I was so excited to boot up Sonic and NHL, but alas... we had church... and then family things.

That year, our family was hosting the extended family, so my solo Genesising would have to wait. But we did have an impromptu hockey tournament. I beat uncles and older cousins, and claimed the Stanley Cup with the Calgary Flames. 

And from then on, NHL '95 was my favorite hockey game. 

65: Resident Evil 4
  • Year: 2005
  • System: GameCube
Creeping toward the village, you see dozens of villages, seemingly going about their day, until you
focus on the fire in the middle of the village where the two Spanish officers that were accompanying you were being burned alive. 

You enter the village, eventually alerting the population to your presence. That's OK, you can take refuge in a house, cover the only entrance. Then you hear the chainsaw rev and the back window break. 

The opening of Resident Evil 4 almost makes you forget about some of the ridiculous shit that happens later on. (A castle filled with parasite monks ran by a zombie Napoleon?)

64: Paper Mario: Thousand-Year Door
  • Year: 2004
  • System: GameCube
The Paper Mario franchise is hilarious because it's self aware. Why would someone want to lay an 80 hour RPG staring a plumber going after a princess?

Why does Mario still have an 80s porn stasche? 

And how often can the princess get kidnapped? It's like she likes it. 

Paper Mario is fun, plain and simple. It gives just enough of a challenge to feel like it's difficult, but never sets you back far enough to rage quit. 

63: Fallout: New Vegas
  • Year: 2010
  • System: PC
I was a huge fan of the Elder Scrolls games. Fallout 3 scratched and itch and I saw potential, but there were too many interruptions. I'm assuming this was to cut down on the amount of data that had to be loaded at once, but seeing the area you needed to get to on the other side of a stack of cars and then having to go a roundabout way through the subway annoyed the living crap out of me.

New Vegas solved this. There was a giant open world, with something you wanted to check out every 100 feet or so. 

The story was much more intriguing. You weren't trying to save the world, you were trying to just figure out why you were left for dead, a simple courier. 

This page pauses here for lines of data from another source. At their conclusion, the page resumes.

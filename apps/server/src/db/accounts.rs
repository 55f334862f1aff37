//! PostgreSQL account store

use accounts_filter::schema::columns::ACCOUNT_PREM_END;
use accounts_filter::upsert::LookupTable;
use accounts_filter::{
    compile_account_exists, compile_account_insert, compile_account_update,
    compile_interests_insert, compile_likes_insert, CompiledQuery, Field, Like, ProjectedColumn,
    ValidatedAccount, ValidatedUpdate,
};
use async_trait::async_trait;
use chrono::{DateTime, Utc};
use sqlx::postgres::PgRow;
use sqlx::{PgConnection, PgPool, Postgres, Row, Transaction};
use uuid::Uuid;

use super::bind::bind_all;
use super::lookup::resolve_or_create_lookup;
use super::traits::AccountStore;
use crate::models::{AccountOut, PremiumOut};
use crate::{Error, Result};

#[derive(Clone)]
pub struct PostgresAccountStore {
    pool: PgPool,
    upsert_attempts: u32,
}

impl PostgresAccountStore {
    pub fn new(pool: PgPool, upsert_attempts: u32) -> Self {
        Self {
            pool,
            upsert_attempts,
        }
    }

    pub fn pool(&self) -> &PgPool {
        &self.pool
    }

    /// Get-or-create a lookup row outside any caller transaction.
    pub async fn resolve_or_create_lookup(&self, table: LookupTable, name: &str) -> Result<Uuid> {
        let mut conn = self.pool.acquire().await?;
        resolve_or_create_lookup(&mut conn, table, name, self.upsert_attempts).await
    }

    async fn begin_write(&self) -> Result<Transaction<'static, Postgres>> {
        let mut tx = self.pool.begin().await?;
        sqlx::query("SET TRANSACTION ISOLATION LEVEL READ COMMITTED")
            .execute(&mut *tx)
            .await?;
        Ok(tx)
    }

    async fn resolve_lookups(
        &self,
        conn: &mut PgConnection,
        city: Option<&str>,
        country: Option<&str>,
    ) -> Result<(Option<Uuid>, Option<Uuid>)> {
        let city_id = match city {
            Some(name) => Some(
                resolve_or_create_lookup(conn, LookupTable::City, name, self.upsert_attempts)
                    .await?,
            ),
            None => None,
        };
        let country_id = match country {
            Some(name) => Some(
                resolve_or_create_lookup(conn, LookupTable::Country, name, self.upsert_attempts)
                    .await?,
            ),
            None => None,
        };
        Ok((city_id, country_id))
    }
}

#[async_trait]
impl AccountStore for PostgresAccountStore {
    async fn filter_accounts(&self, query: &CompiledQuery) -> Result<Vec<AccountOut>> {
        let rows = bind_all(sqlx::query(&query.sql), &query.binds)
            .fetch_all(&self.pool)
            .await?;

        rows.iter()
            .map(|row| decode_account(row, &query.columns))
            .collect()
    }

    async fn add_account(&self, account: ValidatedAccount) -> Result<()> {
        let mut tx = self.begin_write().await?;

        let (city_id, country_id) = self
            .resolve_lookups(&mut tx, account.city.as_deref(), account.country.as_deref())
            .await?;

        let insert = compile_account_insert(&account, city_id, country_id);
        bind_all(sqlx::query(&insert.sql), &insert.binds)
            .fetch_one(&mut *tx)
            .await
            .map_err(Error::from_write)?;

        if let Some(stmt) = compile_likes_insert(&account.likes) {
            bind_all(sqlx::query(&stmt.sql), &stmt.binds)
                .execute(&mut *tx)
                .await
                .map_err(Error::from_write)?;
        }

        if let Some(stmt) = compile_interests_insert(account.id, &account.interests) {
            bind_all(sqlx::query(&stmt.sql), &stmt.binds)
                .execute(&mut *tx)
                .await
                .map_err(Error::from_write)?;
        }

        tx.commit().await?;
        tracing::debug!(
            account_id = account.id,
            likes = account.likes.len(),
            interests = account.interests.len(),
            "Account created"
        );
        Ok(())
    }

    async fn update_account(&self, update: ValidatedUpdate) -> Result<()> {
        let mut tx = self.begin_write().await?;

        let (city_id, country_id) = self
            .resolve_lookups(&mut tx, update.city.as_deref(), update.country.as_deref())
            .await?;

        let found = match compile_account_update(&update, city_id, country_id) {
            Some(stmt) => {
                let result = bind_all(sqlx::query(&stmt.sql), &stmt.binds)
                    .execute(&mut *tx)
                    .await
                    .map_err(Error::from_write)?;
                result.rows_affected() > 0
            }
            None => {
                let stmt = compile_account_exists(update.id);
                bind_all(sqlx::query(&stmt.sql), &stmt.binds)
                    .fetch_optional(&mut *tx)
                    .await?
                    .is_some()
            }
        };

        if !found {
            return Err(Error::NotFound(format!("account {}", update.id)));
        }

        tx.commit().await?;
        tracing::debug!(account_id = update.id, "Account updated");
        Ok(())
    }

    async fn add_likes(&self, likes: Vec<Like>) -> Result<()> {
        let Some(stmt) = compile_likes_insert(&likes) else {
            return Ok(());
        };
        bind_all(sqlx::query(&stmt.sql), &stmt.binds)
            .execute(&self.pool)
            .await
            .map_err(Error::from_write)?;
        tracing::debug!(likes = likes.len(), "Likes added");
        Ok(())
    }
}

fn decode_account(row: &PgRow, columns: &[ProjectedColumn]) -> Result<AccountOut> {
    let mut account = AccountOut::default();
    let mut premium_start = None;
    let mut premium_end = None;

    for column in columns {
        let alias = column.alias.as_str();
        match column.field {
            None => account.id = row.try_get(alias)?,
            Some(Field::Email) => account.email = row.try_get(alias)?,
            Some(Field::Sex) => account.sex = row.try_get(alias)?,
            Some(Field::Status) => account.status = row.try_get(alias)?,
            Some(Field::Birth) => account.birth = epoch(row, alias)?,
            Some(Field::Joined) => account.joined = epoch(row, alias)?,
            Some(Field::Fname) => account.fname = row.try_get(alias)?,
            Some(Field::Sname) => account.sname = row.try_get(alias)?,
            Some(Field::Phone) => account.phone = row.try_get(alias)?,
            Some(Field::Country) => account.country = row.try_get(alias)?,
            Some(Field::City) => account.city = row.try_get(alias)?,
            Some(Field::Premium) if column.column == ACCOUNT_PREM_END => {
                premium_end = epoch(row, alias)?
            }
            Some(Field::Premium) => premium_start = epoch(row, alias)?,
            Some(Field::Interests | Field::Likes) => {}
        }
    }

    if let (Some(start), Some(finish)) = (premium_start, premium_end) {
        account.premium = Some(PremiumOut { start, finish });
    }
    Ok(account)
}

fn epoch(row: &PgRow, alias: &str) -> Result<Option<i64>> {
    Ok(row
        .try_get::<Option<DateTime<Utc>>, _>(alias)?
        .map(|ts| ts.timestamp()))
}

Everything in New Vegas wanted you dead. There weren't any artificial walls, you could go anyway you wanted from the beginning, but the horde of death claws roaming the northern mountains might have something to say about it. 

62: Vagrant Story
  • Year: 2000
  • System: PS1
Vagrant Story came out late in the PS1's life, but at the height of Square's dominance. I thought just getting a Square game out the door meant there would be a series. Unfortunately, Vagrant Story hasn't been heard from in 20 years. 

Vagrant Story did something to my imagination. Lea Monde was this living, breathing location. I wanted to dig further and further into the catacombs to see what this once bustling city, now torn by earthquake had to offer. 

The story had intrigue, horror, action, and betrayal. 

And the boss battles were these epic fights of contrition. You may battle a dragon for 25 minutes, your MP completely empty, low on healing items, and it comes down to the last strike you have.

The menu driven weapon and armor selecting is dated, it would need a face lift to bring the franchise back, but I think the world is ready for another one. 

61: Alan Wake
  • Year: 2010
  • System: Xbox 360
There was a drought of "horror" games going into the 360/PS3 era. Franchises like Resident Evil went
more action. Silent Hill lost what made it creepy. Deadly Premonition had David Lynch weirdness, but not really horror. And you had Alone in the Dark (2018) which was promising and had it's moments, but didn't penetrate the greater consciousness. 

Alan Wake was probably the best of these horror franchises during this generation. Alan Wake brought some weirdness where the forth wall was broken a little. It brought some action with the varied combat. And did interesting things with the use of light. 

Alan Wake remains one of the few games I got all 1000 achievement points in. I played through it four or five times, and in all honesty, will probably play through it again at some point.